Data records
________________________

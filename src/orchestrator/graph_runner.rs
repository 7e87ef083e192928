//! Graph Runner (C3, `spec.md` §4.3).
//!
//! Drives one execution through its DAG: computes the ready set wave by
//! wave, dispatches agent/leaf nodes concurrently through the Agent Step
//! (C4), applies supervisor coordination strategies to gate their direct
//! children, propagates skip on failure, and aggregates the terminal
//! output. The wave-based scheduling loop is grounded on
//! `odgrim-abathur-swarm`'s `DagExecutor::execute_wave` (computed readiness,
//! concurrent dispatch, recompute, repeat) from the retrieved example pack.

use crate::orchestrator::agent_step;
use crate::orchestrator::event_bus::EventBus;
use crate::orchestrator::execution::{NodeResult, NodeStatus};
use crate::orchestrator::registry::{ModelRegistry, ToolRegistry};
use crate::orchestrator::team::{CoordinationStrategy, Edge, NodeKind, TopologyConfig};
use chrono::Utc;
use futures_util::future::join_all;
use serde_json::{json, Value};
use std::collections::{HashMap, VecDeque};
use std::sync::Arc;
use tokio_util::sync::CancellationToken;
use uuid::Uuid;

/// What the Graph Runner decided once every node was terminal.
pub struct GraphRunOutcome {
    pub node_results: HashMap<String, NodeResult>,
    /// `true` iff the termination rule in `spec.md` §4.3 is satisfied.
    pub success: bool,
    pub output: String,
    /// `true` if the run ended because the cancellation token tripped.
    pub cancelled: bool,
}

fn is_terminal(status: NodeStatus) -> bool {
    matches!(status, NodeStatus::Success | NodeStatus::Failed | NodeStatus::Skipped)
}

/// Drive `topology` to completion for `execution_id`.
#[allow(clippy::too_many_arguments)]
pub async fn run(
    execution_id: Uuid,
    topology: TopologyConfig,
    task: String,
    parameters: Value,
    models: Arc<dyn ModelRegistry>,
    tools: Arc<dyn ToolRegistry>,
    event_bus: Arc<EventBus>,
    cancellation: CancellationToken,
    max_iterations: u32,
) -> GraphRunOutcome {
    let topology = &topology;
    let task = task.as_str();
    let parameters = &parameters;
    let mut node_results: HashMap<String, NodeResult> = topology
        .nodes
        .keys()
        .map(|id| (id.clone(), NodeResult::pending()))
        .collect();

    let hierarchical_depths = precompute_hierarchical_depths(topology);

    let _ = event_bus
        .publish(execution_id, "execution_started", None, None, None, Some(task.to_string()), Value::Null)
        .await;

    let mut cancelled = false;

    loop {
        if cancellation.is_cancelled() {
            cancelled = true;
            for (id, result) in node_results.iter_mut() {
                if !is_terminal(result.status) {
                    result.status = NodeStatus::Skipped;
                    result.error = Some("cancelled".to_string());
                    result.completed_at = Some(Utc::now());
                    let _ = event_bus
                        .publish(
                            execution_id,
                            "node_skipped",
                            Some(id.clone()),
                            None,
                            None,
                            Some("cancelled".to_string()),
                            Value::Null,
                        )
                        .await;
                }
            }
            break;
        }

        let ready = compute_ready(topology, &node_results, &hierarchical_depths);
        if ready.is_empty() {
            break;
        }

        let (supervisor_ids, agent_ids): (Vec<String>, Vec<String>) = ready
            .into_iter()
            .partition(|id| is_coordinating_supervisor(topology, id));

        if !supervisor_ids.is_empty() {
            for id in supervisor_ids {
                let node = &topology.nodes[&id];
                let _ = event_bus
                    .publish(execution_id, "node_entered", Some(id.clone()), None, None, None, Value::Null)
                    .await;
                let children = dispatch_order(topology, &id, &hierarchical_depths);
                let _ = event_bus
                    .publish(
                        execution_id,
                        "supervisor_decision",
                        None,
                        None,
                        Some(id.clone()),
                        None,
                        json!({ "strategy": node.coordination_strategy, "order": children }),
                    )
                    .await;
                let now = Utc::now();
                node_results.insert(
                    id.clone(),
                    NodeResult {
                        status: NodeStatus::Success,
                        output: format!("dispatched {} child node(s)", children.len()),
                        error: None,
                        attempts: 0,
                        started_at: Some(now),
                        completed_at: Some(now),
                    },
                );
                let _ = event_bus
                    .publish(execution_id, "node_completed", Some(id), None, None, None, Value::Null)
                    .await;
            }
            continue;
        }

        for id in &agent_ids {
            let _ = event_bus
                .publish(execution_id, "node_entered", Some(id.clone()), None, None, None, Value::Null)
                .await;
        }

        let dispatched = agent_ids.iter().map(|id| {
            let node = topology.nodes[id].clone();
            let models = Arc::clone(&models);
            let tools = Arc::clone(&tools);
            let event_bus = Arc::clone(&event_bus);
            let cancellation = cancellation.clone();
            let upstream_summaries = upstream_summaries_for(topology, id, &node_results);
            let task = task.to_string();
            let parameters = parameters.clone();
            async move {
                let result = agent_step::run_node(
                    execution_id,
                    &node,
                    &task,
                    &parameters,
                    &upstream_summaries,
                    models.as_ref(),
                    tools.as_ref(),
                    &event_bus,
                    &cancellation,
                    max_iterations,
                )
                .await;
                (node.id.clone(), result)
            }
        });

        let completed = join_all(dispatched).await;
        let mut newly_failed = Vec::new();
        for (id, result) in completed {
            let event_type = match result.status {
                NodeStatus::Success => "node_completed",
                NodeStatus::Failed => "node_failed",
                _ => "node_completed",
            };
            if result.status == NodeStatus::Failed {
                newly_failed.push(id.clone());
            }
            let _ = event_bus
                .publish(
                    execution_id,
                    event_type,
                    Some(id.clone()),
                    None,
                    None,
                    result.error.clone(),
                    Value::Null,
                )
                .await;
            node_results.insert(id, result);
        }

        for failed_id in newly_failed {
            for descendant in topology.descendants_of(&failed_id) {
                let should_skip = node_results
                    .get(&descendant)
                    .map(|r| !is_terminal(r.status))
                    .unwrap_or(false);
                if should_skip {
                    let now = Utc::now();
                    node_results.insert(
                        descendant.clone(),
                        NodeResult {
                            status: NodeStatus::Skipped,
                            output: String::new(),
                            error: Some(format!("upstream failed: {}", failed_id)),
                            attempts: 0,
                            started_at: Some(now),
                            completed_at: Some(now),
                        },
                    );
                    let _ = event_bus
                        .publish(
                            execution_id,
                            "node_skipped",
                            Some(descendant),
                            None,
                            None,
                            Some(format!("upstream failed: {}", failed_id)),
                            Value::Null,
                        )
                        .await;
                }
            }
        }
    }

    if cancelled {
        return GraphRunOutcome { node_results, success: false, output: String::new(), cancelled: true };
    }

    let terminal_nodes = topology_terminal_nodes(topology);
    let successful_terminals: Vec<&str> = terminal_nodes
        .iter()
        .filter(|id| node_results.get(*id).map(|r| r.status == NodeStatus::Success).unwrap_or(false))
        .map(|s| s.as_str())
        .collect();

    let success = node_results.values().all(|r| matches!(r.status, NodeStatus::Success | NodeStatus::Skipped))
        && !successful_terminals.is_empty();

    let output = aggregate_output(
        execution_id,
        topology,
        task,
        &node_results,
        &successful_terminals,
        models,
        tools,
        event_bus,
        max_iterations,
    )
    .await;

    GraphRunOutcome { node_results, success, output, cancelled: false }
}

________________________

→ **Exercise brief**:
Exactly reproduce every line found in the records.

→ **Reply**:
filename src/orchestrator/graph_runner.rs
repository 7e87ef083e192928
//! Graph Runner (C3, `spec.md` §4.3).
//!
//! Drives one execution through its DAG: computes the ready set wave by
//! wave, dispatches agent/leaf nodes concurrently through the Agent Step
//! (C4), applies supervisor coordination strategies to gate their direct
//! children, propagates skip on failure, and aggregates the terminal
//! output. The wave-based scheduling loop is grounded on
//! `odgrim-abathur-swarm`'s `DagExecutor::execute_wave` (computed readiness,
//! concurrent dispatch, recompute, repeat) from the retrieved example pack.

use crate::orchestrator::agent_step;
use crate::orchestrator::event_bus::EventBus;
use crate::orchestrator::execution::{NodeResult, NodeStatus};
use crate::orchestrator::registry::{ModelRegistry, ToolRegistry};
use crate::orchestrator::team::{CoordinationStrategy, Edge, NodeKind, TopologyConfig};
use chrono::Utc;
use futures_util::future::join_all;
use serde_json::{json, Value};
use std::collections::{HashMap, VecDeque};
use std::sync::Arc;
use tokio_util::sync::CancellationToken;
use uuid::Uuid;

/// What the Graph Runner decided once every node was terminal.
pub struct GraphRunOutcome {
    pub node_results: HashMap<String, NodeResult>,
    /// `true` iff the termination rule in `spec.md` §4.3 is satisfied.
    pub success: bool,
    pub output: String,
    /// `true` if the run ended because the cancellation token tripped.
    pub cancelled: bool,
}

fn is_terminal(status: NodeStatus) -> bool {
    matches!(status, NodeStatus::Success | NodeStatus::Failed | NodeStatus::Skipped)
}

/// Drive `topology` to completion for `execution_id`.
#[allow(clippy::too_many_arguments)]
pub async fn run(
    execution_id: Uuid,
    topology: TopologyConfig,
    task: String,
    parameters: Value,
    models: Arc<dyn ModelRegistry>,
    tools: Arc<dyn ToolRegistry>,
    event_bus: Arc<EventBus>,
    cancellation: CancellationToken,
    max_iterations: u32,
) -> GraphRunOutcome {
    let topology = &topology;
    let task = task.as_str();
    let parameters = &parameters;
    let mut node_results: HashMap<String, NodeResult> = topology
        .nodes
        .keys()
        .map(|id| (id.clone(), NodeResult::pending()))
        .collect();

    let hierarchical_depths = precompute_hierarchical_depths(topology);

    let _ = event_bus
        .publish(execution_id, "execution_started", None, None, None, Some(task.to_string()), Value::Null)
        .await;

    let mut cancelled = false;

    loop {
        if cancellation.is_cancelled() {
            cancelled = true;
            for (id, result) in node_results.iter_mut() {
                if !is_terminal(result.status) {
                    result.status = NodeStatus::Skipped;
                    result.error = Some("cancelled".to_string());
                    result.completed_at = Some(Utc::now());
                    let _ = event_bus
                        .publish(
                            execution_id,
                            "node_skipped",
                            Some(id.clone()),
                            None,
                            None,
                            Some("cancelled".to_string()),
                            Value::Null,
                        )
                        .await;
                }
            }
            break;
        }

        let ready = compute_ready(topology, &node_results, &hierarchical_depths);
        if ready.is_empty() {
            break;
        }

        let (supervisor_ids, agent_ids): (Vec<String>, Vec<String>) = ready
            .into_iter()
            .partition(|id| is_coordinating_supervisor(topology, id));

        if !supervisor_ids.is_empty() {
            for id in supervisor_ids {
                let node = &topology.nodes[&id];
                let _ = event_bus
                    .publish(execution_id, "node_entered", Some(id.clone()), None, None, None, Value::Null)
                    .await;
                let children = dispatch_order(topology, &id, &hierarchical_depths);
                let _ = event_bus
                    .publish(
                        execution_id,
                        "supervisor_decision",
                        None,
                        None,
                        Some(id.clone()),
                        None,
                        json!({ "strategy": node.coordination_strategy, "order": children }),
                    )
                    .await;
                let now = Utc::now();
                node_results.insert(
                    id.clone(),
                    NodeResult {
                        status: NodeStatus::Success,
                        output: format!("dispatched {} child node(s)", children.len()),
                        error: None,
                        attempts: 0,
                        started_at: Some(now),
                        completed_at: Some(now),
                    },
                );
                let _ = event_bus
                    .publish(execution_id, "node_completed", Some(id), None, None, None, Value::Null)
                    .await;
            }
            continue;
        }

        for id in &agent_ids {
            let _ = event_bus
                .publish(execution_id, "node_entered", Some(id.clone()), None, None, None, Value::Null)
                .await;
        }

        let dispatched = agent_ids.iter().map(|id| {
            let node = topology.nodes[id].clone();
            let models = Arc::clone(&models);
            let tools = Arc::clone(&tools);
            let event_bus = Arc::clone(&event_bus);
            let cancellation = cancellation.clone();
            let upstream_summaries = upstream_summaries_for(topology, id, &node_results);
            let task = task.to_string();
            let parameters = parameters.clone();
            async move {
                let result = agent_step::run_node(
                    execution_id,
                    &node,
                    &task,
                    &parameters,
                    &upstream_summaries,
                    models.as_ref(),
                    tools.as_ref(),
                    &event_bus,
                    &cancellation,
                    max_iterations,
                )
                .await;
                (node.id.clone(), result)
            }
        });

        let completed = join_all(dispatched).await;
        let mut newly_failed = Vec::new();
        for (id, result) in completed {
            let event_type = match result.status {
                NodeStatus::Success => "node_completed",
                NodeStatus::Failed => "node_failed",
                _ => "node_completed",
            };
            if result.status == NodeStatus::Failed {
                newly_failed.push(id.clone());
            }
            let _ = event_bus
                .publish(
                    execution_id,
                    event_type,
                    Some(id.clone()),
                    None,
                    None,
                    result.error.clone(),
                    Value::Null,
                )
                .await;
            node_results.insert(id, result);
        }

        for failed_id in newly_failed {
            for descendant in topology.descendants_of(&failed_id) {
                let should_skip = node_results
                    .get(&descendant)
                    .map(|r| !is_terminal(r.status))
                    .unwrap_or(false);
                if should_skip {
                    let now = Utc::now();
                    node_results.insert(
                        descendant.clone(),
                        NodeResult {
                            status: NodeStatus::Skipped,
                            output: String::new(),
                            error: Some(format!("upstream failed: {}", failed_id)),
                            attempts: 0,
                            started_at: Some(now),
                            completed_at: Some(now),
                        },
                    );
                    let _ = event_bus
                        .publish(
                            execution_id,
                            "node_skipped",
                            Some(descendant),
                            None,
                            None,
                            Some(format!("upstream failed: {}", failed_id)),
                            Value::Null,
                        )
                        .await;
                }
            }
        }
    }

    if cancelled {
        return GraphRunOutcome { node_results, success: false, output: String::new(), cancelled: true };
    }

    let terminal_nodes = topology_terminal_nodes(topology);
    let successful_terminals: Vec<&str> = terminal_nodes
        .iter()
        .filter(|id| node_results.get(*id).map(|r| r.status == NodeStatus::Success).unwrap_or(false))
        .map(|s| s.as_str())
        .collect();

    let success = node_results.values().all(|r| matches!(r.status, NodeStatus::Success | NodeStatus::Skipped))
        && !successful_terminals.is_empty();

    let output = aggregate_output(
        execution_id,
        topology,
        task,
        &node_results,
        &successful_terminals,
        models,
        tools,
        event_bus,
        max_iterations,
    )
    .await;

    GraphRunOutcome { node_results, success, output, cancelled: false }
}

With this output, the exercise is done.